Lots of people say a falling cat always lands on its feet. Is that true? Maybe that's why they're said to have nine lives.
Scottie and Rodney Colvin of Summerville, S.C., thought their kitty Piper cashed in one of her lives last year. Piper was stuck high up in a tree for eight days. When a rescuer started up the tree to save her, Piper crept farther away until the limb beneath her snapped. She fell 80 feet — more than six stories — twisting and turning in the air before slamming into the ground, feet first.
Talk about hitting the ground running … Piper wasn't even dazed. She scampered off and hid under a car before anyone could catch her. A vet checked Piper out and said she was fine, just providing her fluids for dehydration and ibuprofen for stiffness.

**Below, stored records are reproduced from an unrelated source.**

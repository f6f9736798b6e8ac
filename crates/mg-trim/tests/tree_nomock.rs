//! No-mock trim pass over a realistic must-gather layout.

use chrono::{TimeDelta, TimeZone, Utc};
use mg_trim::{BackupLedger, Classifier, RunClock, TreeTrimmer, TrimPolicy};
use std::fs;
use std::path::Path;
use tempfile::TempDir;

fn clock() -> RunClock {
    RunClock::fixed(Utc.with_ymd_and_hms(2026, 1, 2, 0, 30, 0).unwrap())
}

fn write(root: &Path, rel: &str, content: &str) {
    let path = root.join(rel);
    fs::create_dir_all(path.parent().unwrap()).unwrap();
    fs::write(path, content).unwrap();
}

/// Build a tree with a node journal spanning new year, a pod log, a resource
/// dump and a compressed archive.
fn build_tree(root: &Path) {
    let journal: String = (0..120)
        .map(|i| {
            let ts = Utc.with_ymd_and_hms(2026, 1, 1, 22, 31, 0).unwrap() + TimeDelta::minutes(i);
            format!("{} worker-0 kubenswrapper[2211]: tick {}\n", ts.format("%b %d %H:%M:%S"), i)
        })
        .collect();
    let journal = format!(
        "Dec 31 23:59:00 worker-0 systemd[1]: old year\n{}",
        journal
    );
    write(root, "registry/nodes/worker-0/journal_kubelet", &journal);

    let pod: String = (0..90)
        .map(|i| {
            let ts = Utc.with_ymd_and_hms(2026, 1, 1, 23, 0, 0).unwrap() + TimeDelta::minutes(i);
            format!("{} {{\"msg\":\"reconcile {}\"}}\n", ts.format("%Y-%m-%dT%H:%M:%S%.9fZ"), i)
        })
        .collect();
    write(
        root,
        "registry/namespaces/openshift-cnv/pods/virt-handler-abc/virt-handler/virt-handler/logs/current.log",
        &pod,
    );

    let yaml: String = (0..500).map(|i| format!("key{}: value\n", i)).collect();
    write(root, "registry/cluster-scoped-resources/core/nodes.yaml", &yaml);
    write(root, "registry/nodes/worker-0/sos.tar.gz", "\u{1f}\u{8b} not really gzip");
}

#[test]
fn test_time_window_pass_then_restore() {
    let dir = TempDir::new().unwrap();
    build_tree(dir.path());
    let before = snapshot(dir.path());

    let classifier = Classifier::with_defaults(clock()).unwrap();
    let policy = TrimPolicy {
        max_lines: 100,
        window: Some(TimeDelta::minutes(60)),
    };
    let mut ledger = BackupLedger::new(dir.path());
    let report = TreeTrimmer::new(&classifier, policy, clock())
        .trim_tree(dir.path(), &mut ledger)
        .unwrap();

    assert_eq!(report.files_seen, 4);
    assert_eq!(report.ignored, 1);
    assert!(report.failures.is_empty(), "{:?}", report.failures);

    let kept = |suffix: &str| {
        report
            .trimmed
            .iter()
            .find(|t| t.relative.ends_with(suffix))
            .map(|t| t.kept_lines)
    };
    // Journal ticks run 22:31 .. 00:30; 23:30 onward is within the hour.
    assert_eq!(kept("journal_kubelet"), Some(61));
    // Pod ticks run 23:00 .. 00:29; 23:30 onward is within the hour.
    assert_eq!(kept("current.log"), Some(60));
    assert_eq!(kept("nodes.yaml"), Some(100));

    ledger.restore_all().unwrap();
    assert_eq!(snapshot(dir.path()), before);
}

fn snapshot(root: &Path) -> Vec<(String, Vec<u8>)> {
    mg_trim::walk_tree(root, &|_| false)
        .unwrap()
        .into_iter()
        .filter(|e| !e.is_dir)
        .map(|e| (e.relative, fs::read(&e.path).unwrap()))
        .collect()
}

#[cfg(unix)]
#[test]
fn test_symlink_target_outside_tree_is_never_trimmed() {
    let dir = TempDir::new().unwrap();
    let root = dir.path().join("gather-files");
    fs::create_dir_all(&root).unwrap();
    let outside = dir.path().join("outside.log");
    let lines: String = (1..=50).map(|i| format!("line {}\n", i)).collect();
    fs::write(&outside, &lines).unwrap();
    std::os::unix::fs::symlink(&outside, root.join("link.log")).unwrap();

    let policy = TrimPolicy {
        max_lines: 10,
        window: None,
    };
    let mut ledger = BackupLedger::new(&root);
    let report = TreeTrimmer::new(&Classifier::new(), policy, clock())
        .trim_tree(&root, &mut ledger)
        .unwrap();

    assert_eq!(report.files_seen, 1);
    assert_eq!(report.ignored, 1);
    assert!(report.trimmed.is_empty());
    assert!(ledger.is_empty());
    assert_eq!(fs::read_to_string(&outside).unwrap(), lines);

    ledger.restore_all().unwrap();
    assert!(fs::symlink_metadata(root.join("link.log"))
        .unwrap()
        .file_type()
        .is_symlink());
}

We asked Ann Hohenhaus, a veterinarian at New York's Animal Medical Center (http://www.amcny.org), one of the busiest veterinary hospitals in the country, whether it's true that cats always land on their feet.
"They darned sure land on their feet an awful lot of the time," she said. "It's because the cat is very flexible."
Cats have an uncanny way of righting themselves as they fall, Hohenhaus explained.
"They fall on their front feet, probably because that's what's righted first," she said. "The physicists describe the middle of the cat as being a universal joint. … First the front half, the head and the front feet, rights itself. And then the back feet follow around."
"20/20" used slow-motion photography provided by the National Geographic Channel (www.ngcwild.com ) to illustrate the phenomenon.
In 1987, the Animal Medical Center published a study of falling cats in the Journal of the American Veterinary Medical Association. So many cats had fallen from unscreened windows in tall buildings that researchers gave it a name: High-Rise Syndrome. Staffers examined the cases of 132 cats that had fallen out of high-rise windows and were brought to the center for treatment.
A surprising finding: Cats that fell farther did better.
"Pets that fell from higher floors did better than those falling between five and nine," Hohenhaus said.
Apparently, cats that fall farther are able to spread their bodies like feline parachutes to slow themselves down.
"Right as they land, they arch their backs to reduce the force of impact," said Hohenhaus.
Do cats falling more than 10 stories really survive?
"Max we have in our record books is 42," the vet said. "I don't know how the cat survived it, but 42 stories is, in fact, our greatest fall."
He didn't fall 42 floors, but a five-story drop was enough to bring Simba the cat for treatment at the center. Simba belongs to Ivan and Jackie Gonzalez. It happened at 2 a.m. when Ivan noticed that Simba was gone from his New York apartment and his other cat, Tiger, was at the window, looking down. Ivan ran downstairs to the backyard behind his building.
"The first thing that came to my mind was just, it's dead," he said.
But Simba wasn't dead. He was hurt and Ivan brought him to the Animal Medical Center. We joined Ivan, Jackie and Simba during a follow-up visit with Hohenhaus.
"This cat's injuries are typical of a cat who has fallen out of a high building and landed on his feet and his chin. He broke his front feet and then he bumped his chin on the ground as he fell down," she said.